July 4, 2006
I wasn't going to do a post today, but today is a particularly good time to discuss last week's Supreme Court decision in Hamdan v. Rumsfeld.
One of the consequences of 9/11 is the emergence over the past few years the "unitary executive" theory, which essentially holds that the president has sole authority over foreign policy and, through his role as commander-in-chief of the military, the conduct of war, and that neither Congress nor the courts can interfere with that power. The Bush administration has been particularly zealous in pursuing that theory: under it, President Bush has insisted that he has the sole unfettered right to determine who is an enemy combatant, that he can engage in warrantless wiretapping regardless of the provisions of the Foreign Intelligence Surveillance Act, and that through "signing statements" made at the time he approves Congessional legislation, he can carve out exceptions for when he can ignore that legislation.
To be sure, Bush is not the first president to claim extraordinary wartime powers. Lincoln suspended habeas corpus, Wilson curtailed dissent in ways we'd find shocking today, and FDR interned 120,000 Japanese-Americans. In fact, on the issue raised by Hamdan -- the president's right to create military tribunals -- Bush is a piker compared to Roosevelt. When eight Nazi saboteurs who'd landed here by submarine were captured in 1942, a military tribunal FDR established by executive fiat tried them within a few weeks of their arrest and executed six of them five days after their convictions.

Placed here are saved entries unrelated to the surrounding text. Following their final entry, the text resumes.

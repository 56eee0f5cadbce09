//! # Library Database
//!
//! Opens the SQLite file that backs [`SqliteLibraryStore`](crate::SqliteLibraryStore)
//! and brings its schema up to date.
//!
//! A scan reads every table once and then writes in large batches, so the
//! pool is small and tuned for bulk statements: WAL journaling lets a host
//! keep reading while the batch commits, and the busy timeout covers the
//! window where a reader holds the lock.
//!
//! ```rust,ignore
//! use core_library::db::{create_pool, DatabaseConfig};
//!
//! let pool = create_pool(DatabaseConfig::new("/home/me/.local/share/library.db")).await?;
//! let store = SqliteLibraryStore::new(pool);
//! ```

use crate::{LibraryError, Result};
use sqlx::sqlite::{SqliteConnectOptions, SqliteJournalMode, SqlitePoolOptions, SqliteSynchronous};
use sqlx::{Pool, Sqlite};
use std::path::{Path, PathBuf};
use std::time::Duration;
use tracing::{debug, info, warn};

/// Where the library lives
#[derive(Debug, Clone, PartialEq, Eq)]
pub enum DatabaseLocation {
    File(PathBuf),
    /// Private to the pool; gone when the last connection closes
    Memory,
}

/// Connection settings for the library database
#[derive(Debug, Clone)]
pub struct DatabaseConfig {
    pub location: DatabaseLocation,
    pub max_connections: u32,
    /// How long to wait for a free pooled connection
    pub acquire_timeout: Duration,
    /// How long a statement waits on a locked database before failing
    pub busy_timeout: Duration,
    pub statement_cache_capacity: usize,
}

impl DatabaseConfig {
    pub fn new(path: impl AsRef<Path>) -> Self {
        Self {
            location: DatabaseLocation::File(path.as_ref().to_path_buf()),
            max_connections: 4,
            acquire_timeout: Duration::from_secs(30),
            busy_timeout: Duration::from_secs(10),
            statement_cache_capacity: 128,
        }
    }

    /// A throwaway database for tests.
    ///
    /// Every in-memory connection is its own database, so the pool is
    /// pinned to a single connection.
    pub fn in_memory() -> Self {
        Self {
            location: DatabaseLocation::Memory,
            max_connections: 1,
            ..Self::new("")
        }
    }

    pub fn max_connections(mut self, max: u32) -> Self {
        self.max_connections = max.max(1);
        self
    }

    pub fn busy_timeout(mut self, timeout: Duration) -> Self {
        self.busy_timeout = timeout;
        self
    }

    pub fn acquire_timeout(mut self, timeout: Duration) -> Self {
        self.acquire_timeout = timeout;
        self
    }

    fn connect_options(&self) -> SqliteConnectOptions {
        let options = match &self.location {
            DatabaseLocation::File(path) => SqliteConnectOptions::new()
                .filename(path)
                .create_if_missing(true)
                .journal_mode(SqliteJournalMode::Wal),
            DatabaseLocation::Memory => SqliteConnectOptions::new()
                .in_memory(true)
                .journal_mode(SqliteJournalMode::Memory),
        };

        options
            .synchronous(SqliteSynchronous::Normal)
            .foreign_keys(true)
            .busy_timeout(self.busy_timeout)
            .statement_cache_capacity(self.statement_cache_capacity)
            // Bulk inserts touch many pages at once
            .pragma("cache_size", "-32000")
            .pragma("temp_store", "MEMORY")
    }
}

/// Open the library, apply pending migrations and check the seed rows.
pub async fn create_pool(config: DatabaseConfig) -> Result<Pool<Sqlite>> {
    info!(
        location = ?config.location,
        max_connections = config.max_connections,
        "Opening library database"
    );

    if let DatabaseLocation::File(path) = &config.location {
        if let Some(parent) = path.parent().filter(|p| !p.as_os_str().is_empty()) {
            std::fs::create_dir_all(parent).map_err(|e| LibraryError::InvalidInput {
                field: "database_path".to_string(),
                message: format!("cannot create {}: {e}", parent.display()),
            })?;
        }
    }

    let pool = SqlitePoolOptions::new()
        .min_connections(1)
        .max_connections(config.max_connections)
        .acquire_timeout(config.acquire_timeout)
        .connect_with(config.connect_options())
        .await
        .map_err(|e| {
            warn!(error = %e, "Could not open library database");
            LibraryError::Database(e)
        })?;

    run_migrations(&pool).await?;
    verify_seed_rows(&pool).await?;

    Ok(pool)
}

/// In-memory library with the schema applied
pub async fn create_test_pool() -> Result<Pool<Sqlite>> {
    create_pool(DatabaseConfig::in_memory()).await
}

/// Apply the embedded migrations under `migrations/`
pub async fn run_migrations(pool: &Pool<Sqlite>) -> Result<()> {
    sqlx::migrate!("./migrations")
        .run(pool)
        .await
        .map_err(|e| {
            warn!(error = %e, "Migration failed");
            LibraryError::Migration(e.to_string())
        })?;

    debug!("Library schema is current");
    Ok(())
}

/// The Unknown value-list rows and the built-in classification types are
/// referenced by every new artist, album and song.
async fn verify_seed_rows(pool: &Pool<Sqlite>) -> Result<()> {
    let (unknowns,): (i64,) =
        sqlx::query_as("SELECT COUNT(DISTINCT kind) FROM value_lists WHERE name = 'Unknown'")
            .fetch_one(pool)
            .await?;
    let (types,): (i64,) = sqlx::query_as(
        "SELECT COUNT(*) FROM classification_types WHERE name IN ('Genre', 'Mood', 'Language')",
    )
    .fetch_one(pool)
    .await?;

    if unknowns < 3 || types < 3 {
        warn!(unknowns, types, "Library seed rows are missing");
        return Err(LibraryError::MissingSeed(format!(
            "expected 3 Unknown value-list rows and 3 built-in classification types, \
             found {unknowns} and {types}"
        )));
    }
    Ok(())
}
impl SyncOrchestrator {
    pub fn new(
        store: Arc<dyn LibraryStore>,
        reader: Arc<dyn MetadataReader>,
        fs: Arc<dyn FileSystemAccess>,
        clock: Arc<dyn Clock>,
        options: ScanOptions,
    ) -> Self {
        Self {
            store,
            reader,
            fs,
            clock,
            options,
            event_bus: None,
            cancellation: CancellationToken::new(),
            uow: None,
        }
    }

    /// Publish scan events on `event_bus`
    pub fn with_event_bus(mut self, event_bus: EventBus) -> Self {
        self.event_bus = Some(event_bus);
        self
    }

    pub fn with_cancellation(mut self, token: CancellationToken) -> Self {
        self.cancellation = token;
        self
    }

    pub fn options(&self) -> &ScanOptions {
        &self.options
    }

    /// Token that cancels the running scan
    pub fn cancellation_token(&self) -> CancellationToken {
        self.cancellation.clone()
    }

    /// The current unit of work, if caches are loaded
    pub fn unit_of_work(&self) -> Option<&UnitOfWork> {
        self.uow.as_ref()
    }

    /// Load every cached table and start a new result.
    #[instrument(skip(self))]
    pub async fn before_process(&mut self) -> Result<SyncResult> {
        let uow = UnitOfWork {
            value_lists: EntitySet::load(self.store.load_value_lists().await?),
            classification_types: EntitySet::load(
                self.store.load_classification_types().await?,
            ),
            classification_entries: EntitySet::load(
                self.store.load_classification_entries().await?,
            ),
            artists: EntitySet::load(self.store.load_artists().await?),
            albums: EntitySet::load(self.store.load_albums().await?),
            songs: EntitySet::load(self.store.load_songs().await?),
            images: EntitySet::load(self.store.load_images().await?),
            ..Default::default()
        };
        let initial_song_count = self.store.count_songs().await?;

        info!(
            songs = uow.songs.len(),
            artists = uow.artists.len(),
            albums = uow.albums.len(),
            images = uow.images.len(),
            "Loaded library caches"
        );
        self.uow = Some(uow);
        Ok(SyncResult::new(initial_song_count))
    }

    /// Classify, read and materialize one file.
    ///
    /// Extraction failures are reported on the returned file, never as `Err`.
    #[instrument(skip(self, file), fields(path = %file.path.display()))]
    pub async fn process_audio_file(&mut self, file: &AudioFile) -> Result<ProcessedFile> {
        let cached_mode = {
            let uow = self.loaded()?;
            classify(
                file,
                uow.songs.find(&song_key(&file.path)),
                self.options.lyrics_sidecar_forces_update,
            )
        };
        debug!(mode = cached_mode.as_str(), "Classified file");

        if cached_mode == ScanMode::Skip {
            return Ok(processed(file, cached_mode, FileStatus::Skipped, KeyValues::new()));
        }

        let values = self.reader.read(file).await;

        if values.has_errors() {
            warn!(errors = ?values.errors, "Metadata extraction failed");
            return Ok(processed(file, cached_mode, FileStatus::Failed, values));
        }
        if values.ignored || self.below_minimum_duration(&values) {
            debug!("Ignoring file");
            return Ok(processed(file, cached_mode, FileStatus::Ignored, values));
        }

        let now = self.clock.unix_timestamp_millis();
        let uow = self
            .uow
            .as_mut()
            .ok_or_else(|| SyncError::InvalidState("caches are not loaded".to_string()))?;
        let mut materializer = Materializer::new(uow, &self.options, now);

        let status = match cached_mode {
            ScanMode::Add => {
                materializer.add(file, &values);
                FileStatus::Added
            }
            ScanMode::Update => {
                let outcome = materializer.update(file, &values).ok_or_else(|| {
                    SyncError::InvalidState(format!(
                        "no cached song for {}",
                        file.path.display()
                    ))
                })?;
                if let Some(added_at) = outcome.write_back_add_date {
                    self.write_back_add_date(file, added_at).await;
                }
                FileStatus::Updated
            }
            ScanMode::Skip => FileStatus::Skipped,
        };

        Ok(processed(file, cached_mode, status, values))
    }

    /// Flush the unit of work.
    ///
    /// Inserts go in foreign key order; updates only touch the columns the
    /// scan may change.
    #[instrument(skip(self, result))]
    pub async fn sync_changes_to_database(&mut self, result: &mut SyncResult) -> Result<()> {
        let store = Arc::clone(&self.store);
        let uow = self.loaded()?;

        let inserts = [
            TableRows::inserts(uow.value_lists.new_rows()),
            TableRows::inserts(uow.classification_types.new_rows()),
            TableRows::inserts(uow.artists.new_rows()),
            TableRows::inserts(uow.classification_entries.new_rows()),
            TableRows::inserts(uow.albums.new_rows()),
            TableRows::inserts(uow.songs.new_rows()),
            TableRows::inserts(uow.song_classifications.iter()),
            TableRows::inserts(uow.party_relations.iter()),
            TableRows::inserts(uow.images.new_rows()),
        ];
        let mut inserted = 0;
        for rows in inserts {
            inserted += insert(store.as_ref(), rows).await?;
        }

        let mut updated = 0;
        updated += update(
            store.as_ref(),
            TableRows::updates::<Album, _>(uow.albums.dirty_rows(), ALBUM_UPDATE_COLUMNS)?,
        )
        .await?;
        updated += update(
            store.as_ref(),
            TableRows::updates::<Song, _>(uow.songs.dirty_rows(), SONG_UPDATE_COLUMNS)?,
        )
        .await?;

        result.added = uow.songs.new_rows().map(|s| s.file_path.clone()).collect();
        result.updated = uow.songs.dirty_rows().map(|s| s.file_path.clone()).collect();

        info!(
            inserted,
            updated,
            songs_added = result.added.len(),
            songs_updated = result.updated.len(),
            "Persisted scan changes"
        );
        Ok(())
    }

    /// Remove rows whose files are gone and record the final song count.
    #[instrument(skip(self, result))]
    pub async fn clean_up_database(&mut self, result: &mut SyncResult) -> Result<()> {
        let uow = self.loaded()?;
        let report = CleanupResolver::new(self.store.as_ref(), self.fs.as_ref())
            .run(uow)
            .await?;

        let deleted_songs: HashSet<&str> = report.songs.iter().map(String::as_str).collect();
        result.deleted = uow
            .songs
            .iter()
            .filter(|song| deleted_songs.contains(song.id.as_str()))
            .map(|song| song.file_path.clone())
            .collect();
        result.deleted_albums = report.albums.clone();
        result.deleted_artists = report.artists.clone();
        result.deleted_images = report.images.clone();
        result.final_song_count = self.store.count_songs().await?;

        if !report.is_empty() {
            self.emit(CoreEvent::Library(LibraryEvent::OrphansRemoved {
                songs: report.songs.len() as u64,
                albums: report.albums.len() as u64,
                artists: report.artists.len() as u64,
                images: report.images.len() as u64,
            }));
        }
        Ok(())
    }

    /// Drop the caches of the finished run
    pub fn clean_up_memory(&mut self) {
        if let Some(uow) = self.uow.take() {
            debug!(pending = uow.pending_changes(), "Released library caches");
        }
    }

    /// Scan `roots` end to end.
    ///
    /// Emits `Started`, periodic `Progress`, and one of `Completed`,
    /// `Failed` or `Cancelled`.
    #[instrument(skip(self, enumerator))]
    pub async fn run(
        &mut self,
        enumerator: &dyn AudioFileEnumerator,
        roots: &[PathBuf],
    ) -> Result<SyncResult> {
        let scan_id = Uuid::new_v4().to_string();
        let started_at = self.clock.unix_timestamp_millis();
        info!(scan_id = %scan_id, roots = roots.len(), "Starting library scan");

        self.emit(CoreEvent::Scan(ScanEvent::Started {
            scan_id: scan_id.clone(),
            roots: roots.iter().map(|r| r.display().to_string()).collect(),
        }));

        let mut files_processed = 0;
        let outcome = self
            .run_phases(&scan_id, enumerator, roots, &mut files_processed)
            .await;
        self.clean_up_memory();

        match outcome {
            Ok(result) => {
                let duration_ms = (self.clock.unix_timestamp_millis() - started_at).max(0) as u64;
                info!(
                    scan_id = %scan_id,
                    added = result.added.len(),
                    updated = result.updated.len(),
                    skipped = result.skipped.len(),
                    deleted = result.deleted.len(),
                    ignored = result.ignored_paths.len(),
                    errors = result.files_with_errors.len(),
                    duration_ms,
                    "Library scan completed"
                );
                self.emit(CoreEvent::Scan(ScanEvent::Completed {
                    scan_id,
                    added: result.added.len() as u64,
                    updated: result.updated.len() as u64,
                    skipped: result.skipped.len() as u64,
                    deleted: result.deleted.len() as u64,
                    ignored: result.ignored_paths.len() as u64,
                    errors: result.files_with_errors.len() as u64,
                    duration_ms,
                }));
                Ok(result)
            }
            Err(SyncError::Cancelled) => {
                info!(scan_id = %scan_id, files_processed, "Library scan cancelled");
                self.emit(CoreEvent::Scan(ScanEvent::Cancelled {
                    scan_id,
                    files_processed,
                }));
                Err(SyncError::Cancelled)
            }
            Err(e) => {
                error!(scan_id = %scan_id, error = %e, "Library scan failed");
                self.emit(CoreEvent::Scan(ScanEvent::Failed {
                    scan_id,
                    message: e.to_string(),
                    files_processed,
                }));
                Err(e)
            }
        }
    }

    async fn run_phases(
        &mut self,
        scan_id: &str,
        enumerator: &dyn AudioFileEnumerator,
        roots: &[PathBuf],
        files_processed: &mut u64,
    ) -> Result<SyncResult> {
        let mut result = self.before_process().await?;

        let files = enumerator
            .enumerate(roots, &self.options.audio_extensions)
            .await?;
        let total_files = files.len() as u64;
        info!(total_files, "Enumerated audio files");

        for file in files.iter().filter(|f| !f.is_directory) {
            if self.cancellation.is_cancelled() {
                return Err(SyncError::Cancelled);
            }

            let processed = self.process_audio_file(file).await?;
            result.record(&processed);
            *files_processed += 1;

            if *files_processed % self.options.progress_interval.max(1) == 0 {
                self.emit(CoreEvent::Scan(ScanEvent::Progress {
                    scan_id: scan_id.to_string(),
                    files_processed: *files_processed,
                    total_files,
                    percent: percent(*files_processed, total_files),
                }));
            }
        }

        if self.cancellation.is_cancelled() {
            return Err(SyncError::Cancelled);
        }

        self.sync_changes_to_database(&mut result).await?;
        self.clean_up_database(&mut result).await?;
        Ok(result)
    }

    fn loaded(&self) -> Result<&UnitOfWork> {
        self.uow
            .as_ref()
            .ok_or_else(|| SyncError::InvalidState("caches are not loaded".to_string()))
    }

    fn below_minimum_duration(&self, values: &KeyValues) -> bool {
        let minimum = self.options.minimum_duration_secs;
        minimum > 0.0 && values.real(&TagKey::Seconds).unwrap_or(0.0) < minimum
    }

    async fn write_back_add_date(&self, file: &AudioFile, added_at: i64) {
        match self.fs.write_added_date(&file.path, added_at).await {
            Ok(()) => debug!(added_at, "Wrote stored add date back to file"),
            Err(e) => warn!(
                path = %file.path.display(),
                added_at,
                error = %e,
                "Could not write add date back to file"
            ),
        }
    }

    fn emit(&self, event: CoreEvent) {
        if let Some(bus) = &self.event_bus {
            // No subscribers is fine
            bus.emit(event).ok();
        }
    }
}
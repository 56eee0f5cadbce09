//! Audio file discovery using `walkdir`

use async_trait::async_trait;
use bridge_traits::{
    error::{BridgeError, Result},
    storage::{AudioFile, AudioFileEnumerator},
};
use std::path::{Path, PathBuf};
use std::time::{SystemTime, UNIX_EPOCH};
use tracing::{debug, warn};
use walkdir::WalkDir;

/// Unix milliseconds for a `SystemTime`, `None` before the epoch
fn system_time_millis(time: SystemTime) -> Option<i64> {
    time.duration_since(UNIX_EPOCH)
        .ok()
        .map(|d| d.as_millis() as i64)
}

/// Recursive directory walker producing [`AudioFile`] descriptors.
///
/// The traversal runs on a blocking thread. Unreadable entries are logged and
/// skipped; a missing root is skipped with a warning rather than failing the
/// whole enumeration.
#[derive(Debug, Clone, Default)]
pub struct WalkdirEnumerator {
    follow_links: bool,
}

impl WalkdirEnumerator {
    pub fn new() -> Self {
        Self::default()
    }

    /// Follow symbolic links while walking
    pub fn follow_links(mut self, follow: bool) -> Self {
        self.follow_links = follow;
        self
    }

    fn walk(roots: &[PathBuf], extensions: &[String], follow_links: bool) -> Vec<AudioFile> {
        let mut files = Vec::new();

        for root in roots {
            if !root.exists() {
                warn!(root = ?root, "Library root does not exist, skipping");
                continue;
            }

            for entry in WalkDir::new(root).follow_links(follow_links) {
                let entry = match entry {
                    Ok(entry) => entry,
                    Err(e) => {
                        warn!(error = %e, "Skipping unreadable directory entry");
                        continue;
                    }
                };

                if !entry.file_type().is_file() || !has_extension(entry.path(), extensions) {
                    continue;
                }

                let metadata = match entry.metadata() {
                    Ok(metadata) => metadata,
                    Err(e) => {
                        warn!(path = ?entry.path(), error = %e, "Failed to stat audio file");
                        continue;
                    }
                };

                let change_date = metadata
                    .modified()
                    .ok()
                    .and_then(system_time_millis)
                    .unwrap_or(0);
                let add_date = metadata
                    .created()
                    .ok()
                    .and_then(system_time_millis)
                    .unwrap_or(change_date);

                files.push(AudioFile {
                    path: entry.path().to_path_buf(),
                    size: metadata.len(),
                    add_date,
                    change_date,
                    is_directory: false,
                    lyrics_sidecar: lyrics_sidecar(entry.path()),
                });
            }
        }

        // Deterministic processing order
        files.sort_by(|a, b| a.path.cmp(&b.path));
        files
    }
}

fn has_extension(path: &Path, extensions: &[String]) -> bool {
    path.extension()
        .and_then(|ext| ext.to_str())
        .map(|ext| extensions.iter().any(|e| e.eq_ignore_ascii_case(ext)))
        .unwrap_or(false)
}

fn lyrics_sidecar(path: &Path) -> Option<PathBuf> {
    let candidate = path.with_extension("lrc");
    candidate.is_file().then_some(candidate)
}

#[async_trait]
impl AudioFileEnumerator for WalkdirEnumerator {
    async fn enumerate(&self, roots: &[PathBuf], extensions: &[String]) -> Result<Vec<AudioFile>> {
        let roots = roots.to_vec();
        let extensions = extensions.to_vec();
        let follow_links = self.follow_links;

        let files =
            tokio::task::spawn_blocking(move || Self::walk(&roots, &extensions, follow_links))
                .await
                .map_err(|e| {
                    BridgeError::OperationFailed(format!("Enumeration task failed: {}", e))
                })?;

        debug!(count = files.len(), "Enumerated audio files");
        Ok(files)
    }
}
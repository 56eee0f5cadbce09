//! Core service façade and bootstrap helpers.
//!
//! This crate wires a [`CoreConfig`] into a ready-to-scan library: it opens
//! the database (running migrations), loads the `scan.*` options from the
//! configured settings store and builds the tag reader. Desktop apps
//! typically enable the `desktop-shims` feature (which depends on
//! `bridge-desktop`) so that missing bridges get default implementations.
//!
//! ```ignore
//! use core_runtime::config::CoreConfig;
//! use core_service::CoreService;
//!
//! let config = CoreConfig::builder()
//!     .database_path("/home/me/.local/share/library.db")
//!     .library_root("/home/me/Music")
//!     .build()?;
//! let core = CoreService::bootstrap(config).await?;
//! let result = core.scan(Default::default()).await?;
//! ```

pub mod error;

pub use error::{CoreError, Result};

use std::sync::Arc;

use bridge_traits::time::{Clock, SystemClock};
use core_library::db::{create_pool, DatabaseConfig};
use core_library::{LibraryStore, SqliteLibraryStore};
use core_metadata::LoftyMetadataReader;
use core_runtime::config::CoreConfig;
use core_runtime::events::{CoreEvent, EventBus};
use core_sync::{ScanOptions, SyncOrchestrator, SyncResult};
use tokio::sync::{broadcast, Mutex};
use tokio_util::sync::CancellationToken;
use tracing::{info, instrument};

const EVENT_BUS_CAPACITY: usize = 256;

/// Primary façade exposed to host applications.
#[derive(Clone)]
pub struct CoreService {
    config: Arc<CoreConfig>,
    store: Arc<dyn LibraryStore>,
    reader: Arc<LoftyMetadataReader>,
    clock: Arc<dyn Clock>,
    options: Arc<ScanOptions>,
    event_bus: EventBus,
    /// Held for the duration of a scan; scans never overlap
    scan_lock: Arc<Mutex<()>>,
}

impl CoreService {
    /// Open the library database and load scan options.
    #[instrument(skip(config), fields(database = %config.database_path.display()))]
    pub async fn bootstrap(config: CoreConfig) -> Result<Self> {
        let pool = create_pool(DatabaseConfig::new(&config.database_path)).await?;
        let options = ScanOptions::load(config.settings_store.as_ref()).await;
        let reader = LoftyMetadataReader::new()
            .with_classification_types(options.classification_types.clone());

        info!(roots = config.library_roots.len(), "Core service ready");
        Ok(Self {
            config: Arc::new(config),
            store: Arc::new(SqliteLibraryStore::new(pool)),
            reader: Arc::new(reader),
            clock: Arc::new(SystemClock),
            options: Arc::new(options),
            event_bus: EventBus::new(EVENT_BUS_CAPACITY),
            scan_lock: Arc::new(Mutex::new(())),
        })
    }

    /// Replace the wall clock used for add and replace stamps
    pub fn with_clock(mut self, clock: Arc<dyn Clock>) -> Self {
        self.clock = clock;
        self
    }

    /// Scan every configured library root.
    ///
    /// Fails with [`CoreError::ScanInProgress`] while another scan runs.
    pub async fn scan(&self, cancel: CancellationToken) -> Result<SyncResult> {
        let _guard = self
            .scan_lock
            .try_lock()
            .map_err(|_| CoreError::ScanInProgress)?;

        let mut orchestrator = SyncOrchestrator::new(
            Arc::clone(&self.store),
            self.reader.clone(),
            Arc::clone(&self.config.file_system),
            Arc::clone(&self.clock),
            self.options.as_ref().clone(),
        )
        .with_event_bus(self.event_bus.clone())
        .with_cancellation(cancel);

        let result = orchestrator
            .run(self.config.enumerator.as_ref(), &self.config.library_roots)
            .await?;
        Ok(result)
    }

    /// Receive scan and library events
    pub fn subscribe_events(&self) -> broadcast::Receiver<CoreEvent> {
        self.event_bus.subscribe()
    }

    pub fn options(&self) -> &ScanOptions {
        &self.options
    }

    /// The library store scans write to
    pub fn store(&self) -> Arc<dyn LibraryStore> {
        Arc::clone(&self.store)
    }

    pub fn config(&self) -> &CoreConfig {
        &self.config
    }
}
//! File existence probing with `tokio::fs`

use async_trait::async_trait;
use bridge_traits::{error::Result, storage::FileSystemAccess};
use std::path::Path;
use tokio::fs;
use tracing::trace;

/// Answers the cleanup pass's "is this file still there" question.
///
/// Add-date write back is left at the trait default: desktop file systems
/// do not let a process rewrite a file's birth time.
#[derive(Debug, Clone, Default)]
pub struct TokioFileSystem;

impl TokioFileSystem {
    pub fn new() -> Self {
        Self
    }
}

#[async_trait]
impl FileSystemAccess for TokioFileSystem {
    async fn exists(&self, path: &Path) -> Result<bool> {
        let found = fs::try_exists(path).await?;
        trace!(path = ?path, found, "Probed file");
        Ok(found)
    }
}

The difficulty with those comparisons, though, is in the nature of the war. Lincoln, Wilson, and Roosevelt were fighting against clearly defined enemies, and with clearly defined victory conditions. Here, we're fighting a war against a vaguely defined enemy (terrorism? al Qaeda? radical Islamic fundamentalism?) and the duration of that war promises to be no more finite than the or the war on drugs. It's one thing to round up spies from a country we've declared war on. It's another thing to arrest someone at the Chicago airport, declare them an "enemy combatant," and claim the right to hold them indefinitely without charge. One of the more ironic developments in the debate over the "unitary executive" is the enthusiasm with which conservatives, supposedly fearful of centralized government power, have embraced it. Had Bill Clinton claimed the same authority George Bush has, many of those same conservatives would be trudging through the woods on maneuvers with the Michigan Militia.
That's not to give credit to the more hyperbolic claims on the left that Bush has assumed dictatorial powers. Although people can disagree about many things that have occurred in the past five years -- the nature and extent of the threat we face, how best to cope with it, the wisdom of our invasion of Iraq -- one would be hard-pressed to argue that our basic freedoms have been substantially eroded in that time.
But that freedom hasn't been lost doesn't mean that it can't be, and if there is one concept at the heart of Madisonian democratic theory, it is that the surest way to lose freedom is to concentrate power in one branch of government, especially the executive, and especially in wartime.
And that is why the Hamdan decision is so reassuring: it was the reaffirmation of the core concept of separation of powers. People can also disagree about what protections we should afford those we suspect of being terrorists, whether they are covered by the Geneva convention, what rights should be provided in military tribunals. But because of the Supreme Court's decision, that disagreement will be made and resolved in public, by the people's representatives, and not by one branch of government, or by one man.
The main courtroom for the Court of Appeals for Cuyahoga County, in the old courthouse on Lakeside, is one of the most beautiful old courtrooms in the country. As you stand there for oral argument, engaged in the back and forth with the judges -- their back often getting the better of your forth -- you're reminded by the embossed gold inscription on the wall behind them that we are a government of laws, not men. Last week the Supreme Court reminded the rest of the country of that, and I can't imagine a better thought to carry us through the day on which we celebrate our freedom.